How To Qualify For Medicaid: The Requirements You Need To Understand

Medicaid provides health care coverage to more than 74.9 million Americans, making it the largest source of medical coverage in the U.S. While there are many programs under Medicaid, inpatient and outpatient hospital services are part of its standard coverage – and that can include long-term care facilities.

If you’re in the process of planning for long-term care, you may be wondering how to qualify for Medicaid.

How to Qualify for Medicaid: Understanding the Eligibility Requirements

Because states and the federal government jointly fund Medicaid, eligibility requirements can vary depending on your location.

In North Carolina, to qualify for Medicaid, you must meet one or more of the following requirements:

  • Be a resident of North Carolina and a citizen, legal alien, or permanent resident
  • 65+ years of age
  • Pregnant
  • Blind
  • Be responsible for a minor child
  • Have a disability or have a family member in your home with a disability

In addition, you must also meet the annual household income requirements, which are based on your household size. To qualify, your yearly before-tax income must be below the following levels:

  • 1-person: $17,131
  • 2-person: $23,169
  • 3-person: $29,207
  • 4-person: $35,245
  • 5-person: $41,284
  • 6-person: $47,322
  • 7-person: $53,360
  • 8-person: $59,398

It’s important to remember that Medicaid generally expects you to spend nearly all of your monthly income on the cost of long-term care. However, residents in nursing homes do receive a personal needs allowance of $30 per month.

What if Your Income Exceeds the State’s Limit?

If your income exceeds the state’s limits, you can still qualify for Medicaid if you take the right steps.

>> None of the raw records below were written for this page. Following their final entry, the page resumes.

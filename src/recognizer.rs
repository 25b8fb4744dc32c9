// recognizer.rs: ingestion boundary of the stamp tracker
//
// Owns both sides' joint tracks and evaluators. Joint events come in on the
// caller's thread (one frame at a time); foot events kick off evaluation on
// the side's worker and return at once.

use std::sync::{Arc, Mutex};
use std::time::Duration;

use log::warn;

use crate::bus::GestureBus;
use crate::config::RecognizerConfig;
use crate::error::{RecognizerError, Result};
use crate::evaluator::{Dispatch, EvaluatorCounts, SideEvaluator};
use crate::frame::SkeletonFrame;
use crate::matcher::{PatternMatcher, StampPatternMatcher};
use crate::tracking::SideTracks;
use crate::types::{JointTracked, Side};

struct SideState {
    tracks: Arc<Mutex<SideTracks>>,
    evaluator: SideEvaluator,
}

pub struct StampRecognizer {
    config: RecognizerConfig,
    bus: GestureBus,
    left: SideState,
    right: SideState,
}

impl StampRecognizer {
    pub fn new(config: RecognizerConfig) -> Result<Self> {
        let matcher = Arc::new(StampPatternMatcher::new(config.thresholds));
        Self::with_matcher(config, matcher)
    }

    /// Build with a custom matcher shared by both sides.
    pub fn with_matcher(config: RecognizerConfig, matcher: Arc<dyn PatternMatcher>) -> Result<Self> {
        config.validate()?;
        let bus = GestureBus::new();
        let left = Self::side_state(Side::Left, &config, matcher.clone(), bus.clone())?;
        let right = Self::side_state(Side::Right, &config, matcher, bus.clone())?;
        Ok(StampRecognizer {
            config,
            bus,
            left,
            right,
        })
    }

    fn side_state(
        side: Side,
        config: &RecognizerConfig,
        matcher: Arc<dyn PatternMatcher>,
        bus: GestureBus,
    ) -> Result<SideState> {
        let tracks = Arc::new(Mutex::new(SideTracks::new(side, config.retention_ms)));
        let evaluator = SideEvaluator::spawn(side, tracks.clone(), matcher, bus)?;
        Ok(SideState { tracks, evaluator })
    }

    fn state(&self, side: Side) -> &SideState {
        match side {
            Side::Left => &self.left,
            Side::Right => &self.right,
        }
    }

    pub fn config(&self) -> &RecognizerConfig {
        &self.config
    }

    pub fn bus(&self) -> &GestureBus {
        &self.bus
    }

    /// Store one joint event. Foot events return whether an evaluation was
    /// started; every other joint returns `None`.
    pub fn ingest(&self, event: JointTracked) -> Result<Option<Dispatch>> {
        if !event.position.is_finite() {
            return Err(RecognizerError::InvalidSample {
                joint: event.joint,
                timestamp: event.timestamp,
                reason: "non-finite coordinate".to_string(),
            });
        }

        match event.joint.side() {
            // Spine is tracked once per side so each side can clear its own copy
            None => {
                for side in Side::BOTH {
                    self.lock_tracks(side)?.insert(event);
                }
                Ok(None)
            }
            Some(side) => {
                self.lock_tracks(side)?.insert(event);
                if event.joint.is_foot() {
                    self.state(side).evaluator.on_foot_sample(event.timestamp).map(Some)
                } else {
                    Ok(None)
                }
            }
        }
    }

    /// Ingest every joint of a tracked skeleton frame. Malformed samples are
    /// skipped and counted; the rest of the frame still goes in.
    pub fn ingest_frame(&self, frame: &SkeletonFrame) -> Result<usize> {
        let mut rejected = 0;
        for event in frame.joint_events() {
            match self.ingest(event) {
                Ok(_) => {}
                Err(e @ RecognizerError::InvalidSample { .. }) => {
                    warn!("Rejected sample in frame t={}: {}", frame.timestamp, e);
                    rejected += 1;
                }
                Err(e) => return Err(e),
            }
        }
        Ok(rejected)
    }

    fn lock_tracks(&self, side: Side) -> Result<std::sync::MutexGuard<'_, SideTracks>> {
        self.state(side)
            .tracks
            .lock()
            .map_err(|_| RecognizerError::LockPoisoned(format!("{} side tracks", side.as_str())))
    }

    /// Sample counts as (knee, ankle, foot, spine)
    pub fn window_lengths(&self, side: Side) -> Result<(usize, usize, usize, usize)> {
        Ok(self.lock_tracks(side)?.lengths())
    }

    pub fn is_busy(&self, side: Side) -> bool {
        self.state(side).evaluator.is_busy()
    }

    /// Wait for both sides' in-flight evaluations. Returns `false` on timeout.
    pub fn wait_idle(&self, timeout: Duration) -> bool {
        self.left.evaluator.wait_idle(timeout) && self.right.evaluator.wait_idle(timeout)
    }

    pub fn counts(&self, side: Side) -> EvaluatorCounts {
        self.state(side).evaluator.counts()
    }

    pub fn total_counts(&self) -> EvaluatorCounts {
        self.counts(Side::Left) + self.counts(Side::Right)
    }
}
//! Monetary amounts in integer minor units.
//!
//! [`Money`] is a newtype over `u64` minor units (e.g. cents). Balances
//! can never go negative by construction: all arithmetic is checked or
//! explicitly clamped at the call site.

use std::fmt;

use serde::{Deserialize, Serialize};
use utoipa::ToSchema;

/// A monetary amount in minor units.
///
/// Serialized as a bare JSON number. Used for wallet balances, target
/// prices, and order totals throughout the engine.
#[derive(
    Debug, Clone, Copy, PartialEq, Eq, PartialOrd, Ord, Hash, Serialize, Deserialize, ToSchema,
)]
#[serde(transparent)]
pub struct Money(u64);

impl Money {
    /// The zero amount.
    pub const ZERO: Self = Self(0);

    /// Creates an amount from minor units.
    #[must_use]
    pub const fn new(minor_units: u64) -> Self {
        Self(minor_units)
    }

    /// Returns the amount in minor units.
    #[must_use]
    pub const fn get(&self) -> u64 {
        self.0
    }

    /// Returns `true` if the amount is zero.
    #[must_use]
    pub const fn is_zero(&self) -> bool {
        self.0 == 0
    }

    /// Checked addition; `None` on overflow.
    #[must_use]
    pub const fn checked_add(self, other: Self) -> Option<Self> {
        match self.0.checked_add(other.0) {
            Some(v) => Some(Self(v)),
            None => None,
        }
    }

    /// Checked subtraction; `None` if `other > self`.
    #[must_use]
    pub const fn checked_sub(self, other: Self) -> Option<Self> {
        match self.0.checked_sub(other.0) {
            Some(v) => Some(Self(v)),
            None => None,
        }
    }

    /// Subtraction clamped at zero.
    #[must_use]
    pub const fn saturating_sub(self, other: Self) -> Self {
        Self(self.0.saturating_sub(other.0))
    }

    /// Signed difference `self - other`, for reservation adjustments.
    #[must_use]
    #[allow(clippy::cast_possible_wrap)]
    pub const fn signed_delta(self, other: Self) -> i64 {
        self.0 as i64 - other.0 as i64
    }
}

impl fmt::Display for Money {
    fn fmt(&self, f: &mut fmt::Formatter<'_>) -> fmt::Result {
        write!(f, "{}", self.0)
    }
}

impl From<u64> for Money {
    fn from(minor_units: u64) -> Self {
        Self(minor_units)
    }
}

impl From<Money> for u64 {
    fn from(m: Money) -> Self {
        m.0
    }
}

#[cfg(test)]
#[allow(clippy::panic)]
mod tests {
    use super::*;

    #[test]
    fn checked_sub_underflow_is_none() {
        let a = Money::new(100);
        let b = Money::new(300);
        assert_eq!(a.checked_sub(b), None);
        assert_eq!(b.checked_sub(a), Some(Money::new(200)));
    }

    #[test]
    fn saturating_sub_clamps_at_zero() {
        let a = Money::new(100);
        let b = Money::new(300);
        assert_eq!(a.saturating_sub(b), Money::ZERO);
    }

    #[test]
    fn signed_delta_both_directions() {
        let old = Money::new(300);
        let new = Money::new(500);
        assert_eq!(new.signed_delta(old), 200);
        assert_eq!(old.signed_delta(new), -200);
        assert_eq!(old.signed_delta(old), 0);
    }

    #[test]
    fn serde_is_transparent() {
        let m = Money::new(12345);
        let json = serde_json::to_string(&m).ok();
        let Some(json) = json else {
            panic!("serialization failed");
        };
        assert_eq!(json, "12345");
        let back: Option<Money> = serde_json::from_str(&json).ok();
        assert_eq!(back, Some(m));
    }

    #[test]
    fn display_is_minor_units() {
        assert_eq!(format!("{}", Money::new(250)), "250");
    }
}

North Carolina is considered a “spend down” or medically needy state, which means that you can spend down excess income on your care and medical costs until you reach the state’s limit. At that point, Medicaid will cover the costs for the remainder of the spend-down period. In North Carolina, the spend-down period is six months.

Your income can also be reduced if you have a spouse and/or dependents. However, in some cases, allocating income to your spouse or dependents is enough to qualify for Medicaid.

If you’re married and your spouse intends to live independently while you’re receiving long-term care, you may be able to allocate some of your income to your spouse each month. This is known as Community Spouse Resource Allowance, or CRSA.

In North Carolina, the minimum CRSA is $26,076 and the maximum is $130,380. If you have dependents living in the community, they may also be able to keep some of your income.

Medicaid Asset Limits

In addition to your income, Medicaid also considers your financial resources or assets. In North Carolina, you cannot have more than $2,000 in assets (e.g., cash or property).

Some assets are exempt:

  • Your home would be exempt (up to a certain equity value) if you plan to remain in the home or if your spouse or other dependents are living there.
  • One vehicle may also be exempt as long as you, your spouse, or dependents use it for personal transportation.
  • Household and personal items are exempt.
  • Irrevocable burial trusts.
  • Life insurance policies with a cash value of under $10,000.

How North Carolina’s Medicaid Look-Back Period Affects Your Eligibility

North Carolina has a five-year look-back period for Medicaid. What this means is that when you apply for Medicaid, they will check to make sure that your assets weren’t sold under the fair market price or given away within the last five years.

The federal gift tax rule is also not exempt from the look-back period. Any money that you give away as gifts within 5 years prior to your application would be in violation of the look-back rule.

If you violate the look-back rule, you will be hit with a penalty period. During the penalty period, you will not be eligible for Medicaid.

Appealing a Medicaid Denial

If you apply for Medicaid and are denied, you can appeal the decision.

Your appeal requirements may be unique, so it’s important to review the documentation you receive to understand when an appeal should be made. An appeal requires you to fill out the: Medicaid Services Recipient Hearing Request Form.

You’ll need to fill out and send this form to the Office of Administrative Hearing within 30 days of the denial.

Using Medicaid Planning to Qualify

Meeting North Carolina’s Medicaid eligibility requirements can be a challenge, but it’s not an impossible feat. If you’re in the early stages of long-term care planning, you may consider consulting with a Medicaid planning attorney.

Qualifying for Medicaid can be a complicated process, and having the help of an experienced attorney will ensure that you are as prepared as possible for long-term care costs.

There are strategies you can use to qualify for Medicaid without violating look-back rules. The sooner you start planning, the better.